____ RECORDS SHOWN

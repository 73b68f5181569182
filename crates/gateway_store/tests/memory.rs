// Copyright (c) Microsoft Corporation.
// Licensed under the MIT License.

//! Integration tests for `InMemoryStore`.

use futures::FutureExt;
use gateway_store::{
    BackingStore, ChargeSchedule, ConsistencyLevel, Error, ErrorKind, InMemoryStore, ItemIdentity, NewItem, Payload,
    QueryRequest, RequestCharge, StoreOp,
};
use serde_json::json;

type TestResult = Result<(), Error>;

fn block_on<F: std::future::Future>(f: F) -> F::Output {
    futures::executor::block_on(f)
}

fn identity(id: &str) -> ItemIdentity {
    ItemIdentity::new(id, id)
}

fn payload(value: serde_json::Value) -> Payload {
    Payload::try_from(value).expect("payload should be an object")
}

static_assertions::assert_impl_all!(InMemoryStore: Send, Sync, Clone, std::fmt::Debug);

#[test]
fn create_then_read_returns_version_one() -> TestResult {
    block_on(async {
        let store = InMemoryStore::new();

        let created = store
            .create_item(NewItem::new(identity("doc"), payload(json!({ "color": "blue" }))))
            .await?;
        assert_eq!(created.value().version(), 1);
        assert_eq!(created.charge(), store.charges().write);

        let read = store.read_item(&identity("doc"), ConsistencyLevel::Session).await?;
        assert_eq!(read.value(), created.value());
        assert_eq!(read.charge(), store.charges().point_read);
        Ok(())
    })
}

#[test]
fn create_twice_is_duplicate_key() -> TestResult {
    block_on(async {
        let store = InMemoryStore::new();
        store.create_item(NewItem::new(identity("doc"), Payload::new())).await?;

        let error = store.create_item(NewItem::new(identity("doc"), Payload::new())).await.unwrap_err();
        assert_eq!(error.kind(), ErrorKind::DuplicateKey);
        assert_eq!(store.item_count(), 1);
        Ok(())
    })
}

#[test]
fn same_id_in_other_partition_is_distinct() -> TestResult {
    block_on(async {
        let store = InMemoryStore::new();
        store.create_item(NewItem::new(ItemIdentity::new("doc", "a"), Payload::new())).await?;
        store.create_item(NewItem::new(ItemIdentity::new("doc", "b"), Payload::new())).await?;

        assert_eq!(store.item_count(), 2);
        Ok(())
    })
}

#[test]
fn read_missing_is_not_found() {
    block_on(async {
        let store = InMemoryStore::new();
        let error = store.read_item(&identity("missing"), ConsistencyLevel::Eventual).await.unwrap_err();
        assert_eq!(error.kind(), ErrorKind::NotFound);
    });
}

#[test]
fn empty_id_is_invalid_operation() {
    block_on(async {
        let store = InMemoryStore::new();
        let error = store.create_item(NewItem::new(identity(""), Payload::new())).await.unwrap_err();
        assert_eq!(error.kind(), ErrorKind::InvalidOperation);
        assert!(store.operations().is_empty());
    });
}

#[test]
fn replace_bumps_version_and_swaps_payload() -> TestResult {
    block_on(async {
        let store = InMemoryStore::new();
        store
            .create_item(NewItem::new(identity("doc"), payload(json!({ "update": false }))))
            .await?;

        let replaced = store.replace_item(&identity("doc"), payload(json!({ "update": true }))).await?;
        assert_eq!(replaced.value().version(), 2);
        assert_eq!(replaced.value().payload().get("update"), Some(&json!(true)));
        assert_eq!(store.peek(&identity("doc")).as_ref(), Some(replaced.value()));
        Ok(())
    })
}

#[test]
fn replace_missing_is_not_found() {
    block_on(async {
        let store = InMemoryStore::new();
        let error = store.replace_item(&identity("missing"), Payload::new()).await.unwrap_err();
        assert_eq!(error.kind(), ErrorKind::NotFound);
    });
}

#[test]
fn query_pages_through_all_items_in_id_order() -> TestResult {
    block_on(async {
        let store = InMemoryStore::new().with_page_size(2);
        for id in ["c", "a", "e", "b", "d"] {
            store.create_item(NewItem::new(identity(id), Payload::new())).await?;
        }

        let request = QueryRequest::new("SELECT * FROM c");
        let mut ids = Vec::new();
        let mut pages = 0;
        let mut continuation = None;
        loop {
            let (page, charge) = store.query(&request, continuation).await?.into_parts();
            pages += 1;
            assert_eq!(charge, store.charges().query_page + store.charges().query_per_item * page.items().len());
            ids.extend(page.items().iter().map(|item| item.id().to_owned()));

            continuation = page.continuation().cloned();
            if continuation.is_none() {
                break;
            }
        }

        assert_eq!(pages, 3);
        assert_eq!(ids, ["a", "b", "c", "d", "e"]);
        Ok(())
    })
}

#[test]
fn query_respects_partition_scope() -> TestResult {
    block_on(async {
        let store = InMemoryStore::new();
        store.create_item(NewItem::new(ItemIdentity::new("1", "red"), Payload::new())).await?;
        store.create_item(NewItem::new(ItemIdentity::new("2", "blue"), Payload::new())).await?;

        let page = store
            .query(&QueryRequest::new("SELECT * FROM c").with_partition_key("blue"), None)
            .await?;
        let ids: Vec<_> = page.value().items().iter().map(|item| item.id()).collect();
        assert_eq!(ids, ["2"]);
        assert!(page.value().continuation().is_none());
        Ok(())
    })
}

#[test]
fn query_on_empty_store_is_single_empty_page() -> TestResult {
    block_on(async {
        let store = InMemoryStore::new();
        let page = store.query(&QueryRequest::new("SELECT * FROM c"), None).await?;

        assert!(page.value().items().is_empty());
        assert!(page.value().continuation().is_none());
        assert_eq!(page.charge(), store.charges().query_page);
        Ok(())
    })
}

#[test]
fn read_many_omits_missing_and_charges_per_identity() -> TestResult {
    block_on(async {
        let store = InMemoryStore::new();
        store.create_item(NewItem::new(identity("a"), Payload::new())).await?;
        store.create_item(NewItem::new(identity("c"), Payload::new())).await?;

        let response = store
            .read_many(&[identity("c"), identity("b"), identity("a")], ConsistencyLevel::Session)
            .await?;
        let ids: Vec<_> = response.value().iter().map(|item| item.id()).collect();
        assert_eq!(ids, ["c", "a"]);
        assert_eq!(response.charge(), store.charges().read_many_per_item * 3);
        Ok(())
    })
}

#[test]
fn custom_charge_schedule_is_reported() -> TestResult {
    block_on(async {
        let charges = ChargeSchedule {
            write: RequestCharge::new(10.0),
            ..ChargeSchedule::default()
        };
        let store = InMemoryStore::new().with_charges(charges);

        let created = store.create_item(NewItem::new(identity("doc"), Payload::new())).await?;
        assert_eq!(created.charge(), RequestCharge::new(10.0));
        Ok(())
    })
}

#[test]
fn operations_are_recorded_in_order() -> TestResult {
    block_on(async {
        let store = InMemoryStore::new();
        store.create_item(NewItem::new(identity("doc"), Payload::new())).await?;
        store.read_item(&identity("doc"), ConsistencyLevel::Session).await?;
        store.replace_item(&identity("doc"), Payload::new()).await?;

        assert_eq!(
            store.operations(),
            vec![
                StoreOp::Create(identity("doc")),
                StoreOp::Read(identity("doc")),
                StoreOp::Replace(identity("doc")),
            ]
        );

        store.clear_operations();
        assert!(store.operations().is_empty());
        Ok(())
    })
}

#[test]
fn injected_failure_is_store_unavailable() -> TestResult {
    block_on(async {
        let store = InMemoryStore::new();
        store.create_item(NewItem::new(identity("doc"), Payload::new())).await?;
        store.fail_when(|op| matches!(op, StoreOp::Replace(_)));

        let error = store.replace_item(&identity("doc"), Payload::new()).await.unwrap_err();
        assert_eq!(error.kind(), ErrorKind::StoreUnavailable);
        assert_eq!(store.peek(&identity("doc")).map(|item| item.version()), Some(1));

        store.clear_injections();
        store.replace_item(&identity("doc"), Payload::new()).await?;
        Ok(())
    })
}

#[test]
fn stalled_operation_never_completes() {
    let store = InMemoryStore::new();
    store.stall_when(|op| matches!(op, StoreOp::Read(_)));

    let doc = identity("doc");
    let read = store.read_item(&doc, ConsistencyLevel::Session);
    assert!(read.now_or_never().is_none());
    assert_eq!(store.operations(), vec![StoreOp::Read(doc)]);
}

#[test]
fn clones_share_state() -> TestResult {
    block_on(async {
        let store = InMemoryStore::new();
        let clone = store.clone();
        clone.create_item(NewItem::new(identity("doc"), Payload::new())).await?;

        assert!(store.peek(&identity("doc")).is_some());
        Ok(())
    })
}
// Copyright (c) Microsoft Corporation.
// Licensed under the MIT License.

use std::time::Duration;

use gateway_store::{ConsistencyLevel, Error, Result};

/// Per-request options of a gateway dispatch.
///
/// Options are immutable values; every `with_*` method returns a modified copy.
///
/// | Option          | Default                    |
/// |-----------------|----------------------------|
/// | `consistency`   | [`ConsistencyLevel::Session`] |
/// | `bypass_cache`  | `false`                    |
/// | `max_staleness` | unset (gateway default TTL) |
///
/// # Examples
///
/// ```
/// use std::time::Duration;
///
/// use dedicated_gateway::RequestOptions;
/// use gateway_store::ConsistencyLevel;
///
/// let options = RequestOptions::new()
///     .with_consistency(ConsistencyLevel::Eventual)
///     .with_max_staleness(Duration::from_secs(5));
///
/// assert!(!options.bypass_cache());
/// assert_eq!(options.max_staleness(), Some(Duration::from_secs(5)));
/// ```
#[derive(Clone, Copy, Debug, Default, PartialEq, Eq)]
pub struct RequestOptions {
    consistency: ConsistencyLevel,
    bypass_cache: bool,
    max_staleness: Option<Duration>,
}

impl RequestOptions {
    /// Creates options with all defaults.
    #[must_use]
    pub fn new() -> Self {
        Self::default()
    }

    /// Sets the consistency level forwarded to the backing store.
    #[must_use]
    pub fn with_consistency(self, consistency: ConsistencyLevel) -> Self {
        Self { consistency, ..self }
    }

    /// Forces reads to go to the backing store and refresh the cache.
    ///
    /// A bypassing read ignores [`max_staleness`](Self::max_staleness).
    #[must_use]
    pub fn with_bypass_cache(self, bypass_cache: bool) -> Self {
        Self { bypass_cache, ..self }
    }

    /// Sets the maximum age a cached entry may have to be served.
    #[must_use]
    pub fn with_max_staleness(self, max_staleness: Duration) -> Self {
        Self {
            max_staleness: Some(max_staleness),
            ..self
        }
    }

    /// Sets the maximum staleness from fractional seconds.
    ///
    /// # Errors
    ///
    /// Returns [`ErrorKind::InvalidOperation`](gateway_store::ErrorKind::InvalidOperation)
    /// if `seconds` is negative, NaN or too large for a [`Duration`].
    pub fn with_max_staleness_secs(self, seconds: f64) -> Result<Self> {
        let max_staleness = Duration::try_from_secs_f64(seconds).map_err(Error::invalid_operation)?;
        Ok(self.with_max_staleness(max_staleness))
    }

    /// Returns the consistency level.
    #[must_use]
    pub fn consistency(&self) -> ConsistencyLevel {
        self.consistency
    }

    /// Returns `true` if reads skip the cache.
    #[must_use]
    pub fn bypass_cache(&self) -> bool {
        self.bypass_cache
    }

    /// Returns the explicitly configured maximum staleness, if any.
    #[must_use]
    pub fn max_staleness(&self) -> Option<Duration> {
        self.max_staleness
    }

    pub(crate) fn staleness_or(&self, default_ttl: Duration) -> Duration {
        self.max_staleness.unwrap_or(default_ttl)
    }
}
// Copyright (c) Microsoft Corporation.
// Licensed under the MIT License.

//! Integrated Cache Demo
//!
//! Runs a scripted sequence of writes, point reads, queries and batched reads
//! through a gateway and prints the request charge of every call, showing how
//! the integrated cache lowers the cost of repeated reads.
//!
//! Settings are read from the environment:
//!
//! - `GATEWAY_DEMO_DATABASE` (default `demo`)
//! - `GATEWAY_DEMO_CONTAINER` (default `items`)
//! - `GATEWAY_DEMO_STALENESS_SECS` (default `5`)
//!
//! Set `RUST_LOG=dedicated_gateway=debug` to see the gateway events.

use std::time::Duration;

use dedicated_gateway::{GatewayDispatcher, Operation, RequestOptions};
use gateway_store::{ConsistencyLevel, InMemoryStore, ItemIdentity, Payload, Result};
use tick::Clock;
use tracing_subscriber::layer::SubscriberExt;
use tracing_subscriber::util::SubscriberInitExt;
use tracing_subscriber::EnvFilter;

type Gateway = GatewayDispatcher<InMemoryStore>;

const QUERY_TEXT: &str = "SELECT * FROM c";

struct DemoSettings {
    database: String,
    container: String,
    staleness_secs: f64,
}

impl DemoSettings {
    fn from_env() -> Self {
        Self {
            database: std::env::var("GATEWAY_DEMO_DATABASE").unwrap_or_else(|_| "demo".to_string()),
            container: std::env::var("GATEWAY_DEMO_CONTAINER").unwrap_or_else(|_| "items".to_string()),
            staleness_secs: std::env::var("GATEWAY_DEMO_STALENESS_SECS")
                .ok()
                .and_then(|value| value.parse().ok())
                .unwrap_or(5.0),
        }
    }
}

#[tokio::main]
async fn main() -> Result<()> {
    tracing_subscriber::registry()
        .with(EnvFilter::from_default_env())
        .with(tracing_subscriber::fmt::layer())
        .init();

    let settings = DemoSettings::from_env();
    let clock = Clock::new_tokio();
    let gateway = GatewayDispatcher::builder(InMemoryStore::new(), clock.clone())
        .name("integrated_cache_demo")
        .logs()
        .build();

    println!("Integrated Cache Demo ({}/{})\n", settings.database, settings.container);

    let doc_id = uuid::Uuid::new_v4().to_string();

    println!("\nSample write: ");
    write_item(&gateway, &doc_id).await?;

    println!("\nTest item cache: ");
    test_item_cache(&gateway, &doc_id).await?;

    println!("\nTest query cache: ");
    test_query_cache(&gateway, false).await?;
    test_query_cache(&gateway, false).await?;

    println!("\nTest bypassing query cache: ");
    test_query_cache(&gateway, true).await?;

    println!("\nTest ReadMany: ");
    let mut doc_ids = vec![uuid::Uuid::new_v4().to_string(), uuid::Uuid::new_v4().to_string()];
    test_read_many(&gateway, &doc_ids, true).await?;
    test_read_many(&gateway, &doc_ids, false).await?;
    doc_ids.push(doc_id.clone());
    test_read_many(&gateway, &doc_ids, false).await?;
    test_read_many(&gateway, &doc_ids, false).await?;

    println!("\nTest Update then ReadMany: ");
    update_item(&gateway, &doc_id).await?;
    test_read_many(&gateway, &doc_ids, false).await?;
    test_read_many(&gateway, &doc_ids, false).await?;

    println!("\nTest cache staleness: ");
    test_cache_staleness(&gateway, &clock, &doc_id, settings.staleness_secs).await?;

    let summary = gateway.accounting().summary();
    println!(
        "\n{} operations, {} served from cache, {} from store, total {:.2} RU/s",
        summary.operations,
        summary.served_from_cache,
        summary.served_from_store,
        summary.total.units()
    );

    Ok(())
}

async fn write_item(gateway: &Gateway, doc_id: &str) -> Result<()> {
    let options = RequestOptions::new().with_consistency(ConsistencyLevel::Session);
    let response = gateway
        .dispatch(Operation::create(doc_id, doc_id, Payload::new()), &options)
        .await?;
    println!(
        "Write item request charge for document id {doc_id}:\t{:.2} RU/s\n",
        response.request_charge().units()
    );
    Ok(())
}

async fn update_item(gateway: &Gateway, doc_id: &str) -> Result<()> {
    let mut payload = Payload::new();
    payload.insert("update", true);

    let response = gateway
        .dispatch(Operation::replace(ItemIdentity::new(doc_id, doc_id), payload), &RequestOptions::new())
        .await?;
    println!(
        "Update item request charge for document id {doc_id}:\t{:.2} RU/s",
        response.request_charge().units()
    );
    if let Some(item) = response.item() {
        println!("Updated item:\t{item}\n");
    }
    Ok(())
}

async fn test_item_cache(gateway: &Gateway, doc_id: &str) -> Result<()> {
    let options = RequestOptions::new().with_consistency(ConsistencyLevel::Session);

    for attempt in 1..=2 {
        let response = gateway.dispatch(Operation::point_read(doc_id, doc_id), &options).await?;
        println!(
            "Point read {attempt} request charge for document id {doc_id}:\t{:.2} RU/s",
            response.request_charge().units()
        );
    }
    println!();
    Ok(())
}

async fn test_query_cache(gateway: &Gateway, bypass_cache: bool) -> Result<()> {
    let options = RequestOptions::new()
        .with_consistency(ConsistencyLevel::Eventual)
        .with_bypass_cache(bypass_cache);

    let response = gateway.dispatch(Operation::query(QUERY_TEXT), &options).await?;

    // A cached query has no store pages; report it as one page.
    if response.page_charges().is_empty() {
        println!("Query request charge:\t\t{:.2} RU/s", response.request_charge().units());
    }
    for charge in response.page_charges() {
        println!("Query request charge:\t\t{:.2} RU/s", charge.units());
    }
    println!("Total query request charge:\t{:.2} RU/s\n", response.request_charge().units());
    Ok(())
}

async fn test_read_many(gateway: &Gateway, doc_ids: &[String], create_docs: bool) -> Result<()> {
    let mut identities = Vec::with_capacity(doc_ids.len());
    for id in doc_ids {
        if create_docs {
            let response = gateway
                .dispatch(Operation::create(id.as_str(), id.as_str(), Payload::new()), &RequestOptions::new())
                .await?;
            println!(
                "Write item request charge for document id {id}:\t{:.2} RU/s",
                response.request_charge().units()
            );
        }
        identities.push(ItemIdentity::new(id.as_str(), id.as_str()));
    }

    let response = gateway
        .dispatch(Operation::read_many(identities), &RequestOptions::new())
        .await?;
    println!("Read many request charge:\t{:.2} RU/s", response.request_charge().units());
    for item in response.items() {
        println!("Read many item: {item}");
    }
    println!();
    Ok(())
}

async fn test_cache_staleness(gateway: &Gateway, clock: &Clock, doc_id: &str, staleness_secs: f64) -> Result<()> {
    let options = RequestOptions::new()
        .with_consistency(ConsistencyLevel::Session)
        .with_max_staleness_secs(staleness_secs)?;
    let staleness = options.max_staleness().unwrap_or(Duration::ZERO);

    for attempt in 1..=2 {
        let response = gateway.dispatch(Operation::point_read(doc_id, doc_id), &options).await?;
        println!(
            "Point read {attempt} request charge for document id {doc_id}:\t{:.2} RU/s",
            response.request_charge().units()
        );
    }
    println!();

    println!("Waiting {staleness_secs} seconds for the cache to expire...\n");
    clock.delay(staleness).await;

    for attempt in 3..=4 {
        let response = gateway.dispatch(Operation::point_read(doc_id, doc_id), &options).await?;
        println!(
            "Point read {attempt} request charge for document id {doc_id}:\t{:.2} RU/s",
            response.request_charge().units()
        );
    }
    println!();
    Ok(())
}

________

Which lines of the records contain the word "GatewayDispatcher"? Copy each of them.

use dedicated_gateway::{GatewayDispatcher, Operation, RequestOptions};
type Gateway = GatewayDispatcher<InMemoryStore>;
    let gateway = GatewayDispatcher::builder(InMemoryStore::new(), clock.clone())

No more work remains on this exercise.